[Opening SOURCE DATA section]

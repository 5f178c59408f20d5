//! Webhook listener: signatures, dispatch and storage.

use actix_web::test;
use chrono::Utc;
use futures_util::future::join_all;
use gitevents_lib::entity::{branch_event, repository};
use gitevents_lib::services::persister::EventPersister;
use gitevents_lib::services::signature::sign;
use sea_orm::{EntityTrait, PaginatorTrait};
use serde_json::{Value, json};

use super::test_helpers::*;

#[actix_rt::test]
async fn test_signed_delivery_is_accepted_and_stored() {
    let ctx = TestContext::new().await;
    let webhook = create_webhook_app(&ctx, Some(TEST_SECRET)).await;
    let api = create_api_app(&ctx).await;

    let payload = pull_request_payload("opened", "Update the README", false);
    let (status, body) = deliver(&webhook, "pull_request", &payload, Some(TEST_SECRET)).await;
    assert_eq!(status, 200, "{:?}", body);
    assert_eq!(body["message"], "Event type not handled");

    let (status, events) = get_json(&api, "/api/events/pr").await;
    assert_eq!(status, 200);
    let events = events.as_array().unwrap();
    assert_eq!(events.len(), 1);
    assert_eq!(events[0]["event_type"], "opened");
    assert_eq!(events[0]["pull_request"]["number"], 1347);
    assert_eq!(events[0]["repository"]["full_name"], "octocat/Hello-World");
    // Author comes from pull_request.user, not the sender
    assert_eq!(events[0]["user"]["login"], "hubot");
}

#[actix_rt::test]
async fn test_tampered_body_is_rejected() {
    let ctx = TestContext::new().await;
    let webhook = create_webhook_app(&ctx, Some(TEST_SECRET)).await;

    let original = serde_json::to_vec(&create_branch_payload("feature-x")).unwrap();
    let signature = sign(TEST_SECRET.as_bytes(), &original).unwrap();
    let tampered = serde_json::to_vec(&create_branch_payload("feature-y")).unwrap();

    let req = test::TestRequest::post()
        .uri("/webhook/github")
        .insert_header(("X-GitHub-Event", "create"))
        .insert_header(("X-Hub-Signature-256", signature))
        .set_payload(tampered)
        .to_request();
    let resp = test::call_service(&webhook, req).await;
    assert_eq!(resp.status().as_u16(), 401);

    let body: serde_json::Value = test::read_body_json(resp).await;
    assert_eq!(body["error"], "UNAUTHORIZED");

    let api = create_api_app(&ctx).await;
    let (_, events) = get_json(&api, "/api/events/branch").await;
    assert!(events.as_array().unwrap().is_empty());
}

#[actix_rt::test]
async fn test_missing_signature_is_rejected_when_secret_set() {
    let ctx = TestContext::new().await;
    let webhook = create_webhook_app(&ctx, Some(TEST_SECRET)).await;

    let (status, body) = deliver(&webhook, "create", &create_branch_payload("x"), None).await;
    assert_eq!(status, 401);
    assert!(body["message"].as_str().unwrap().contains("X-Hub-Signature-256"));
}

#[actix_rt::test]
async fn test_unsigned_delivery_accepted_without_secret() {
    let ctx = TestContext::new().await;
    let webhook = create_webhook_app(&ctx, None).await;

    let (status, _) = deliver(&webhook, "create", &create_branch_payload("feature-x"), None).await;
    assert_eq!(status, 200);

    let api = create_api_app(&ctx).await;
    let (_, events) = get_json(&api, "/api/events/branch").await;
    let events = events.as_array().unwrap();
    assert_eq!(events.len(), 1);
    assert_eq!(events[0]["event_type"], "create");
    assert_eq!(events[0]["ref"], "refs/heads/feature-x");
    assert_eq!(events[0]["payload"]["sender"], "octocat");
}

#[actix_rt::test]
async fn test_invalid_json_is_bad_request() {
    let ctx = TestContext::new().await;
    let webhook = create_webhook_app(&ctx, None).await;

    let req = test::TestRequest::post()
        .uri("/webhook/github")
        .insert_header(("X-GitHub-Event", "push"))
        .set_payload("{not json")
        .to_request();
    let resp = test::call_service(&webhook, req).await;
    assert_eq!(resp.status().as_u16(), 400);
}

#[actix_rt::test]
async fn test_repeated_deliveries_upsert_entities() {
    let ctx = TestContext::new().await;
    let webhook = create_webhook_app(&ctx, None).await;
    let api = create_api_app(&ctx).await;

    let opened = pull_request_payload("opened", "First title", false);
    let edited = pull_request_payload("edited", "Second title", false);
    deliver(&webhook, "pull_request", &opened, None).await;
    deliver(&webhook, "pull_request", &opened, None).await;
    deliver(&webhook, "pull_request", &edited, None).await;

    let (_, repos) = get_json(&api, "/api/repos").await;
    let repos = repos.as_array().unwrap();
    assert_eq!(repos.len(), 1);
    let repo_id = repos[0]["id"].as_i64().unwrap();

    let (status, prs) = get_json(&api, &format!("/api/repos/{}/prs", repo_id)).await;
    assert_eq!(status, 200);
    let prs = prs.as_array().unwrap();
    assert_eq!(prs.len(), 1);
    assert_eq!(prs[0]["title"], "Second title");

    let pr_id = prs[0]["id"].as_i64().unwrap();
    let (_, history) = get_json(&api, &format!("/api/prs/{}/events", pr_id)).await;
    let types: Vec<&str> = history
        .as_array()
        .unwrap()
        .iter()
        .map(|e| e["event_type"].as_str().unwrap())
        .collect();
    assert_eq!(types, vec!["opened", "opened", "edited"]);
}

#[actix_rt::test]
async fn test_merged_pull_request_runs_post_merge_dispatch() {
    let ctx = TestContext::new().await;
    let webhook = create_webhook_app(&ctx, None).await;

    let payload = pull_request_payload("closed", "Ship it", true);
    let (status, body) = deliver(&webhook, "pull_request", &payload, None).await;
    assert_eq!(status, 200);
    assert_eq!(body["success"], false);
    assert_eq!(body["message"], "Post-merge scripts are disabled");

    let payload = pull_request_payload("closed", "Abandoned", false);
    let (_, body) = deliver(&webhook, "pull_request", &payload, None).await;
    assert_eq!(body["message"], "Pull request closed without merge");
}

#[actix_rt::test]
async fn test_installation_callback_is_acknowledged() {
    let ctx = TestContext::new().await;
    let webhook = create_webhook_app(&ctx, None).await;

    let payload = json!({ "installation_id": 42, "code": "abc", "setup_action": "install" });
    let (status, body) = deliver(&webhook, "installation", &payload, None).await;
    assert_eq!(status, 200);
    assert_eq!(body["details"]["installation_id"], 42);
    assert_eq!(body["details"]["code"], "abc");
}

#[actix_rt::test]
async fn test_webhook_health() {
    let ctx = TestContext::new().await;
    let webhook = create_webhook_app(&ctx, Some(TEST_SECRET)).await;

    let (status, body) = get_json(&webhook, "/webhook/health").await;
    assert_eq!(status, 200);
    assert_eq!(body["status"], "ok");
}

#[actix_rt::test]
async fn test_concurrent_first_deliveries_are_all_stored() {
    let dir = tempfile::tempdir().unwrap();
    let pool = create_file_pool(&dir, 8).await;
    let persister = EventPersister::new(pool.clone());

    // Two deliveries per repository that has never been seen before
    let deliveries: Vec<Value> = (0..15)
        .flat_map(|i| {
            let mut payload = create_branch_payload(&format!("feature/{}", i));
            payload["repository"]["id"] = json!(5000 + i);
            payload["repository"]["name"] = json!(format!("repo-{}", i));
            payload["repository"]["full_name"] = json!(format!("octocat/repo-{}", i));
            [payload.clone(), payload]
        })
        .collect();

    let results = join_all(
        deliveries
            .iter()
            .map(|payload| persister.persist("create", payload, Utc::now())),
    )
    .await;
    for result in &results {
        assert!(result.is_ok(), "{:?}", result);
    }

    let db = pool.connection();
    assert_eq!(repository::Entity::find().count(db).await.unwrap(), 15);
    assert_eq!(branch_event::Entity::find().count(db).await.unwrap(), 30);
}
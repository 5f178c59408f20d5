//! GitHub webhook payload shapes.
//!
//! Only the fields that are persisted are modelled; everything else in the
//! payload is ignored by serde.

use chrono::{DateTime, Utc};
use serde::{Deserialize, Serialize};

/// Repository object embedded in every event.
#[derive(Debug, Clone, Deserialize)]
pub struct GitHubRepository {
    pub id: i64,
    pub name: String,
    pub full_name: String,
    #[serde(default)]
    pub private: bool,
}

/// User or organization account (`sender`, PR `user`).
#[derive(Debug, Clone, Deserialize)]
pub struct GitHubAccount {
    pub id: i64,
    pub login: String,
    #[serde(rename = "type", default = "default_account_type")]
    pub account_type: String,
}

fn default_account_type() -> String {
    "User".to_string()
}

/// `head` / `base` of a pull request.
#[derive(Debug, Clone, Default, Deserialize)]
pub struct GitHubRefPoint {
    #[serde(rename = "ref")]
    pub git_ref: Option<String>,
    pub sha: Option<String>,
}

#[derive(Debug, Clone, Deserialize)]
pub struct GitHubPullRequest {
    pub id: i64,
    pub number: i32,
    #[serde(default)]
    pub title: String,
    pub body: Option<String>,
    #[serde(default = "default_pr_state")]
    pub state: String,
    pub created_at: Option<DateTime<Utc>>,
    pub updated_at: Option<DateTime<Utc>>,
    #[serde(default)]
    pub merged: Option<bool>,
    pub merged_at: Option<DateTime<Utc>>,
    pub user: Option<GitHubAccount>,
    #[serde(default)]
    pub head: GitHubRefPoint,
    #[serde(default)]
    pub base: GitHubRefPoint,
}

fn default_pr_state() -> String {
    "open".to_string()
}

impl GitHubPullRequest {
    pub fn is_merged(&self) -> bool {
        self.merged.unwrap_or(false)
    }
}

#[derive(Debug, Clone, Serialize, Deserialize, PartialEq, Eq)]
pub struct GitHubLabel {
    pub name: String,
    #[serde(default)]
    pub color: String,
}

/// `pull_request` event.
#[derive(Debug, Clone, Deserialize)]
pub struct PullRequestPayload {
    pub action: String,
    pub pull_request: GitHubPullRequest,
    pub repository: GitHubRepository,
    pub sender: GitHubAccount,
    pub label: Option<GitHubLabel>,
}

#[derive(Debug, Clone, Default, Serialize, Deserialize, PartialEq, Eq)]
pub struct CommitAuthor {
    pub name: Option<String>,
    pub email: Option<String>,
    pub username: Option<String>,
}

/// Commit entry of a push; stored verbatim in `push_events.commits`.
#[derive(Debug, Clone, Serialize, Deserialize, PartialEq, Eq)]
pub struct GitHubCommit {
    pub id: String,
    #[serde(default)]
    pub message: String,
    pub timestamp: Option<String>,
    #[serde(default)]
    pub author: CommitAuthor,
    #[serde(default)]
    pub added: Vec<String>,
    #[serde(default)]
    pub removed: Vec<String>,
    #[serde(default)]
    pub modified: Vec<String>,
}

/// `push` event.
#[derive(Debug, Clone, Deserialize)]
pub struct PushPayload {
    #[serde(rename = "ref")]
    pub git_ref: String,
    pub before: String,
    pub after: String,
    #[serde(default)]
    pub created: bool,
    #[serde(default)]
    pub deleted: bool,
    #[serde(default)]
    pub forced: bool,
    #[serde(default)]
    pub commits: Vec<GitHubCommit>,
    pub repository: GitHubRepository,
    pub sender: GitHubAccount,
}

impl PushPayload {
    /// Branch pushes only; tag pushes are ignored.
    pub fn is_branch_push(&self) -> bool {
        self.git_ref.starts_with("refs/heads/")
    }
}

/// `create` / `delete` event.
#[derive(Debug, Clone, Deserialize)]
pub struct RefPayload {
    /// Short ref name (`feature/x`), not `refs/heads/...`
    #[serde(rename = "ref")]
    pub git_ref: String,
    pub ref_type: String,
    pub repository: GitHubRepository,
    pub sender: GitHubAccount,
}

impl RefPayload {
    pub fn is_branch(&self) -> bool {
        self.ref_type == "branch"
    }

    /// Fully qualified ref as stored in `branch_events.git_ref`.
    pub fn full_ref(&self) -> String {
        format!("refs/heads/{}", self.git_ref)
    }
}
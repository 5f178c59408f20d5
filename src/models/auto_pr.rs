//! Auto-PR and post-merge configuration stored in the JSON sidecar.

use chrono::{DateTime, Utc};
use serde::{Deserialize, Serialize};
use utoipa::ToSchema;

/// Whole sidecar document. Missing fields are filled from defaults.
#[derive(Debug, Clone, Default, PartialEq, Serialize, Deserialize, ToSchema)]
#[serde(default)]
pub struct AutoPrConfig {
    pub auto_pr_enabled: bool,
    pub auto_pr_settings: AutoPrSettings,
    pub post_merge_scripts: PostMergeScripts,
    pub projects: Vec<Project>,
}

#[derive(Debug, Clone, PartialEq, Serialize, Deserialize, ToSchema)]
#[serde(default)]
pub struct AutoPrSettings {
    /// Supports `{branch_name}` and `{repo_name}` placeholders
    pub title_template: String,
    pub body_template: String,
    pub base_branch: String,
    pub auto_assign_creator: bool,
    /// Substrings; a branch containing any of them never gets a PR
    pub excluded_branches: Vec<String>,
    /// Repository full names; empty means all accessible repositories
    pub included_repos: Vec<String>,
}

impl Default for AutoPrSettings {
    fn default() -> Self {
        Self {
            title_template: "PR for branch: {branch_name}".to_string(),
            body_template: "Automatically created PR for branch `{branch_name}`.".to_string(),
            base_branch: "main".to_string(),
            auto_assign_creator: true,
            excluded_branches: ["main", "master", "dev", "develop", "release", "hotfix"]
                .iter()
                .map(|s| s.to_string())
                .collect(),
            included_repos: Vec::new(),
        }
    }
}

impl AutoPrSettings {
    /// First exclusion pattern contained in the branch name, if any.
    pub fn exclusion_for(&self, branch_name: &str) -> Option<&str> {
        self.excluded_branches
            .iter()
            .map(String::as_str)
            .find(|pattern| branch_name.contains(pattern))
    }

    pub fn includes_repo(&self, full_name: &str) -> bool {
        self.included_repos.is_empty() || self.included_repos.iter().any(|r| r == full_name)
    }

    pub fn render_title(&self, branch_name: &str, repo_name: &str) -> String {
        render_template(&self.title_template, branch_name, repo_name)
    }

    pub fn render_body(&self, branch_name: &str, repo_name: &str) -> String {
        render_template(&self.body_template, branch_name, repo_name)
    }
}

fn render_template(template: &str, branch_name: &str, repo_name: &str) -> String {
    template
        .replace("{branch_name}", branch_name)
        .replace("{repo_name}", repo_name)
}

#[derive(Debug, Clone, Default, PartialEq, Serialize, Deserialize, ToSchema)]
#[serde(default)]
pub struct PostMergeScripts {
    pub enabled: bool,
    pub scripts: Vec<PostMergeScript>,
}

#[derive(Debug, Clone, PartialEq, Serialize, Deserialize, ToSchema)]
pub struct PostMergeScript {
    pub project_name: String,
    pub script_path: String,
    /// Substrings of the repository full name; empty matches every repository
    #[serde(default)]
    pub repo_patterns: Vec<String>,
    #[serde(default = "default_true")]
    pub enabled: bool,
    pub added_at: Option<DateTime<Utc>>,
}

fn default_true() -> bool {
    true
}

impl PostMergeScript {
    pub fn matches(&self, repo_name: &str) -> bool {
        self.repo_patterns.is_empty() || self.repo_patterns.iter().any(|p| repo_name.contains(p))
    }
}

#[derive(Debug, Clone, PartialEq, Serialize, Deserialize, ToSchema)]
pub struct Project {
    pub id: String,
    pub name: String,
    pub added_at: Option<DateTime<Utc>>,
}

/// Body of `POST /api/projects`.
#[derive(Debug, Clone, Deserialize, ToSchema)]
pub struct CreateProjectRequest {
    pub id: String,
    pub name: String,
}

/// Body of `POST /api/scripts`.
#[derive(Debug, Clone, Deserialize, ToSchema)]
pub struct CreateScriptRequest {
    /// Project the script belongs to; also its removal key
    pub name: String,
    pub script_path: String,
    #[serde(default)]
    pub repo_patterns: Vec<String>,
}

[Closing SOURCE DATA section]

Lines of the data above that include the string "GitHubCommit" must each be copied.

# RESPONSE TO THIS TASK
pub struct GitHubCommit {
    pub commits: Vec<GitHubCommit>,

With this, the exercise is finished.